Lei, il presidente della federazione, manca di quella forza, di quella sicurezza che dovrebbe usare per motivare gli atleti della nostra Nazionale. E’ un po’ come se, battendo una mano sulla spalla di Gibo Gerali, gli dicesse “Vai e cerca di vincere, ma se non ci riesci non importa.” Sa cosa pensa l’allenatore della Nazionale al riguardo? Trascrivo le parole che ha rilasciato in una intervista a Il Bar del Baseball: “ … Secondo me partecipare alle Olimpiadi sarebbe un fiore all’occhiello e un motore importantissimo per dare interesse, per dare linfa al movimento, per dare ossigeno anche alla federazione che otterrebbe dei fondi di sostentamento per andare avanti con l’attività. Quindi è un obiettivo a cui stiamo lavorando da tempo e che è fondamentale. .. La qualificazione alle Olimpiadi è il culmine dell’attività e sarebbe il coronamento di un lavoro importante e il sogno di tutti andare a Tokio”.

ll culmine dell’attività, il coronamento di un lavoro importante e il sogno di tutti. Ecco, presidente, lei con una sola frase ha cancellato tutti i principi etici che stanno dietro a queste parole. Il sogno di ogni giocatore, anche di quelli che hanno già raggiunto la vetta della Nazionale: le Olimpiadi. Ci vorrebbe proprio che qualcuno le dicesse “Ah si? Non è una tragedia? Allora andiamo pure al mare, invece di sfinirci per cercare di essere all’altezza!”.

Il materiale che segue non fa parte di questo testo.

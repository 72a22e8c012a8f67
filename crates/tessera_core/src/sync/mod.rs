//! # Synchronization
//!
//! Multi-threaded access to a world.
//!
//! ```text
//! Thread 1 (simulation):  write() ── tick, structural changes
//! Thread 2 (render):      read()  ── transforms, names
//! Thread N (network):     MessageSender::post ── no marker at all
//! ```
//!
//! Readers run in parallel; a writer excludes everyone. Component lifecycle
//! hooks never run under a marker when attached through [`SharedWorld`].

mod shared_world;

pub use shared_world::{ReadMarker, SharedWorld, WriteMarker};
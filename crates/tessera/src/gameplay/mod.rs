//! # Gameplay Components
//!
//! - `ship`: drifts, fires at rivals, breaks up when destroyed
//! - `projectile`: shots and debris
//! - `collidable`: hit spheres
//! - `scoreboard`: kill tally on the arena root
//! - `messages`: `Damage` and `ShipDestroyed`

pub mod collidable;
pub mod messages;
pub mod projectile;
pub mod scoreboard;
pub mod ship;

pub use collidable::Collidable;
pub use messages::{Damage, ShipDestroyed};
pub use projectile::Projectile;
pub use scoreboard::Scoreboard;
pub use ship::{Ship, Weapon};
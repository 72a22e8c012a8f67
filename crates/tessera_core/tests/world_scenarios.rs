//! # World Scenario Tests
//!
//! End-to-end checks of handles, ownership, hierarchy and message routing
//! through the public API only.
//!
//! Run with: cargo test --package tessera_core --test world_scenarios

use std::sync::Arc;

use parking_lot::Mutex;
use tessera_core::{
    Component, ComponentContext, ComponentError, GameObjectDesc, GameObjectHandle,
    InvariantViolation, Message, MessageType, MessageTypeId, MsgRouting, Vec3, World,
    WorldConfig, WorldContext, WorldError,
};

// ============================================================================
// FIXTURES
// ============================================================================

#[derive(Debug, Clone)]
struct Ping;

impl MessageType for Ping {
    const ID: MessageTypeId = MessageTypeId(100);
}

#[derive(Debug, Clone)]
struct Echo {
    remaining: u32,
}

impl MessageType for Echo {
    const ID: MessageTypeId = MessageTypeId(101);
}

#[derive(Debug, Clone)]
struct SelfDestruct;

impl MessageType for SelfDestruct {
    const ID: MessageTypeId = MessageTypeId(102);
}

type Log = Arc<Mutex<Vec<(GameObjectHandle, MsgRouting)>>>;

/// Logs every `Ping` it sees, re-queues `Echo` to its owner, deletes its
/// owner on `SelfDestruct`.
struct Recorder {
    log: Log,
}

impl Component for Recorder {
    fn on_message(&mut self, msg: &dyn Message, ctx: &mut WorldContext<'_>) {
        if msg.is::<Ping>() {
            self.log.lock().push((ctx.owner(), ctx.routing()));
        } else if let Some(echo) = msg.downcast_ref::<Echo>() {
            self.log.lock().push((ctx.owner(), ctx.routing()));
            if echo.remaining > 0 {
                let next = Echo {
                    remaining: echo.remaining - 1,
                };
                ctx.send_message(ctx.owner(), next, MsgRouting::QUEUED);
            }
        } else if msg.is::<SelfDestruct>() {
            ctx.delete_object(ctx.owner());
        }
    }
}

fn new_log() -> Log {
    Arc::new(Mutex::new(Vec::new()))
}

fn owners(log: &Log) -> Vec<GameObjectHandle> {
    log.lock().iter().map(|(owner, _)| *owner).collect()
}

fn recorded(world: &mut World, log: &Log, parent: Option<GameObjectHandle>) -> GameObjectHandle {
    let mut desc = GameObjectDesc::new("recorded");
    desc.parent = parent;
    let object = world.create_object(desc).unwrap();
    let recorder = world
        .create_component(Recorder {
            log: Arc::clone(log),
        })
        .unwrap();
    world.add_component(object, recorder).unwrap();
    object
}

/// Needs a dynamic owner.
struct Thruster;

impl Component for Thruster {
    fn is_dynamic(&self) -> bool {
        true
    }
}

// ============================================================================
// HANDLES AND OWNERSHIP
// ============================================================================

#[test]
fn stale_handles_never_resolve_after_reuse() {
    let mut world = World::default();

    let old_object = world.create_object(GameObjectDesc::new("old")).unwrap();
    world.delete_object(old_object).unwrap();
    let new_object = world.create_object(GameObjectDesc::new("new")).unwrap();
    assert_eq!(old_object.index(), new_object.index());
    assert!(matches!(
        world.try_get_object(old_object),
        Err(WorldError::NotFound { .. })
    ));
    assert!(world.try_get_object(new_object).is_ok());

    let old_component = world.create_component(Thruster).unwrap();
    world.delete_component(old_component).unwrap();
    let new_component = world.create_component(Thruster).unwrap();
    assert_eq!(old_component.slot().index(), new_component.slot().index());
    assert!(world.try_get_component::<Thruster>(old_component).is_err());
    assert!(world.component_owner(old_component).is_err());
}

#[test]
fn add_and_remove_keep_ownership_consistent() {
    let mut world = World::default();
    let log = new_log();
    let object = world.create_object(GameObjectDesc::new("holder")).unwrap();
    let recorder = world.create_component(Recorder { log }).unwrap();

    world.add_component(object, recorder).unwrap();
    assert_eq!(world.component_owner(recorder).unwrap(), Some(object));
    let listed = world
        .try_get_object(object)
        .unwrap()
        .components()
        .iter()
        .filter(|&&c| c == recorder)
        .count();
    assert_eq!(listed, 1);

    world.remove_component(object, recorder).unwrap();
    assert_eq!(world.component_owner(recorder).unwrap(), None);
    assert!(!world.try_get_object(object).unwrap().has_component(recorder));
}

#[test]
fn dynamic_component_requires_promotion() {
    let mut world = World::default();
    let a = world.create_object(GameObjectDesc::new("A")).unwrap();
    let x = world.create_component(Thruster).unwrap();

    let err = world.add_component(a, x).unwrap_err();
    assert_eq!(
        err.violation(),
        Some(InvariantViolation::DynamicComponentOnStaticObject)
    );
    assert!(world.try_get_object(a).unwrap().components().is_empty());
    assert_eq!(world.component_owner(x).unwrap(), None);

    world.make_dynamic(a).unwrap();
    world.add_component(a, x).unwrap();
    assert_eq!(world.component_owner(x).unwrap(), Some(a));
}

// ============================================================================
// HIERARCHY
// ============================================================================

#[test]
fn reparent_to_descendant_is_rejected() {
    let mut world = World::default();
    let root = world.create_object(GameObjectDesc::new("root")).unwrap();
    let child = world
        .create_object(GameObjectDesc::new("child").with_parent(root))
        .unwrap();
    let grandchild = world
        .create_object(GameObjectDesc::new("grandchild").with_parent(child))
        .unwrap();

    let err = world.set_parent(root, Some(grandchild)).unwrap_err();
    assert_eq!(err.violation(), Some(InvariantViolation::HierarchyCycle));
    assert_eq!(world.parent(root).unwrap(), None);
    assert_eq!(world.children(root).unwrap().collect::<Vec<_>>(), vec![child]);
}

#[test]
fn reparent_respects_max_depth() {
    let config = WorldConfig::from_toml_str("max_hierarchy_depth = 2").unwrap();
    let mut world = World::new(config).unwrap();
    let a = world.create_object(GameObjectDesc::new("a")).unwrap();
    let b = world.create_object(GameObjectDesc::new("b").with_parent(a)).unwrap();
    let c = world.create_object(GameObjectDesc::new("c")).unwrap();
    let d = world.create_object(GameObjectDesc::new("d").with_parent(c)).unwrap();

    // c would land on level 2, d on level 3.
    let err = world.set_parent(c, Some(b)).unwrap_err();
    assert_eq!(
        err.violation(),
        Some(InvariantViolation::HierarchyTooDeep { depth: 3, max: 2 })
    );
    world.set_parent(d, Some(b)).unwrap();
    assert_eq!(world.try_get_object(d).unwrap().hierarchy_level(), 2);
}

#[test]
fn deleting_parent_cascades_to_children() {
    let mut world = World::default();
    let log = new_log();
    let p = recorded(&mut world, &log, None);
    let c1 = recorded(&mut world, &log, Some(p));
    let c2 = recorded(&mut world, &log, Some(p));
    let grandchild = recorded(&mut world, &log, Some(c2));
    let bystander = recorded(&mut world, &log, None);
    assert_eq!(world.component_count(), 5);

    world.delete_object(p).unwrap();

    for handle in [p, c1, c2, grandchild] {
        assert!(world.try_get_object(handle).unwrap_err().is_not_found());
    }
    assert!(world.is_alive(bystander));
    assert_eq!(world.object_count(), 1);
    assert_eq!(world.component_count(), 1);
}

// ============================================================================
// MESSAGE ROUTING
// ============================================================================

#[test]
fn to_children_reaches_each_child_once_in_order() {
    let mut world = World::default();
    let log = new_log();
    let parent = recorded(&mut world, &log, None);
    let children: Vec<_> = (0..3)
        .map(|_| recorded(&mut world, &log, Some(parent)))
        .collect();

    world.send_message(parent, Ping, MsgRouting::TO_CHILDREN).unwrap();

    let mut expected = vec![parent];
    expected.extend(&children);
    assert_eq!(owners(&log), expected);
}

#[test]
fn to_children_walks_whole_subtree_pre_order() {
    let mut world = World::default();
    let log = new_log();
    let root = recorded(&mut world, &log, None);
    let a = recorded(&mut world, &log, Some(root));
    let a1 = recorded(&mut world, &log, Some(a));
    let b = recorded(&mut world, &log, Some(root));

    world.send_message(root, Ping, MsgRouting::TO_CHILDREN).unwrap();
    assert_eq!(owners(&log), vec![root, a, a1, b]);
}

#[test]
fn parent_and_children_routing_reaches_every_object_once() {
    let mut world = World::default();
    let log = new_log();
    let root = recorded(&mut world, &log, None);
    let middle = recorded(&mut world, &log, Some(root));
    let sibling = recorded(&mut world, &log, Some(middle));
    let target = recorded(&mut world, &log, Some(middle));
    let child = recorded(&mut world, &log, Some(target));
    let grandchild = recorded(&mut world, &log, Some(child));

    world
        .send_message(target, Ping, MsgRouting::TO_PARENT | MsgRouting::TO_CHILDREN)
        .unwrap();

    // Ancestors do not fan out again, so the sibling stays out of scope.
    assert_eq!(owners(&log), vec![target, middle, root, child, grandchild]);
    assert!(!owners(&log).contains(&sibling));
}

#[test]
fn queued_message_waits_for_drain() {
    let mut world = World::default();
    let log = new_log();
    let target = recorded(&mut world, &log, None);
    let child = recorded(&mut world, &log, Some(target));

    world
        .queue_message(target, Ping, MsgRouting::TO_CHILDREN)
        .unwrap();
    assert_eq!(world.pending_message_count(), 1);
    assert!(log.lock().is_empty());

    let stats = world.tick(0.016);
    assert_eq!(stats.drain.delivered, 1);
    assert_eq!(stats.drain.recipients, 2);
    assert_eq!(
        *log.lock(),
        vec![
            (target, MsgRouting::TO_CHILDREN),
            (child, MsgRouting::TO_CHILDREN)
        ]
    );

    world.tick(0.016);
    assert_eq!(log.lock().len(), 2);
}

#[test]
fn send_with_queued_flag_is_deferred() {
    let mut world = World::default();
    let log = new_log();
    let target = recorded(&mut world, &log, None);

    world.send_message(target, Ping, MsgRouting::QUEUED).unwrap();
    assert!(log.lock().is_empty());
    assert_eq!(world.drain_messages().delivered, 1);
    assert_eq!(owners(&log), vec![target]);
}

#[test]
fn messages_queued_during_drain_go_to_next_tick() {
    let mut world = World::default();
    let log = new_log();
    let target = recorded(&mut world, &log, None);

    world
        .queue_message(target, Echo { remaining: 2 }, MsgRouting::DEFAULT)
        .unwrap();

    let first = world.tick(0.016);
    assert_eq!(first.drain.delivered, 1);
    assert_eq!(first.drain.deferred, 1);
    assert_eq!(log.lock().len(), 1);

    let second = world.tick(0.016);
    assert_eq!(second.drain.delivered, 1);
    assert_eq!(log.lock().len(), 2);

    let third = world.tick(0.016);
    assert_eq!(third.drain.delivered, 1);
    assert_eq!(third.drain.deferred, 0);
    assert_eq!(world.pending_message_count(), 0);
}

#[test]
fn queued_message_to_deleted_target_is_dropped() {
    let mut world = World::default();
    let log = new_log();
    let target = recorded(&mut world, &log, None);

    world.queue_message(target, Ping, MsgRouting::DEFAULT).unwrap();
    world.delete_object(target).unwrap();

    let stats = world.tick(0.016);
    assert_eq!(stats.drain.dropped, 1);
    assert_eq!(stats.drain.delivered, 0);
    assert!(log.lock().is_empty());
}

#[test]
fn deletion_from_handler_is_deferred_until_dispatch_ends() {
    let mut world = World::default();
    let log = new_log();
    let parent = recorded(&mut world, &log, None);
    let child = recorded(&mut world, &log, Some(parent));

    world
        .send_message(parent, SelfDestruct, MsgRouting::DEFAULT)
        .unwrap();
    assert!(!world.is_alive(parent));
    assert!(!world.is_alive(child));

    let survivor = recorded(&mut world, &log, None);
    world.send_message(survivor, Ping, MsgRouting::DEFAULT).unwrap();
    assert_eq!(owners(&log), vec![survivor]);
}

// ============================================================================
// TICK
// ============================================================================

/// Moves its owner along +X and removes it after `lifetime` seconds.
struct Mover {
    speed: f32,
    lifetime: f32,
    position: Vec3,
}

impl Component for Mover {
    fn is_dynamic(&self) -> bool {
        true
    }

    fn update(&mut self, ctx: &mut WorldContext<'_>) {
        self.lifetime -= ctx.delta_seconds();
        if self.lifetime <= 0.0 {
            ctx.delete_object(ctx.owner());
            return;
        }
        self.position += Vec3::X * (self.speed * ctx.delta_seconds());
        ctx.set_local_position(ctx.owner(), self.position);
    }
}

E’ per questo suo modo di pensare che il movimento si è fermato per mancanza di una forza che imprimesse il moto. Quella forza doveva provenire dal cuore del nostro sport, partenza e arrivo dell’attività: la federazione.

Questa federazione ha tramortito il desiderio, la passione di tante persone, che magari aspettavano un cambiamento radicale, ma che hanno visto un fallimento delle idee stesse proposte all’inizio della sua campagna elettorale. Si sono abbassate le attese quando le “regole certe per tutti” non sono state realizzate, se non per pochi, evidentemente più interessanti per i voti regalati. Sono scomparse con il passare del tempo, quando è stato evidente che la sua federazione non sa, non riesce, non è interessata a crescere.

La prossima volta, presidente, invece del caffè prenda in considerazione l’idea di bersi una tisana.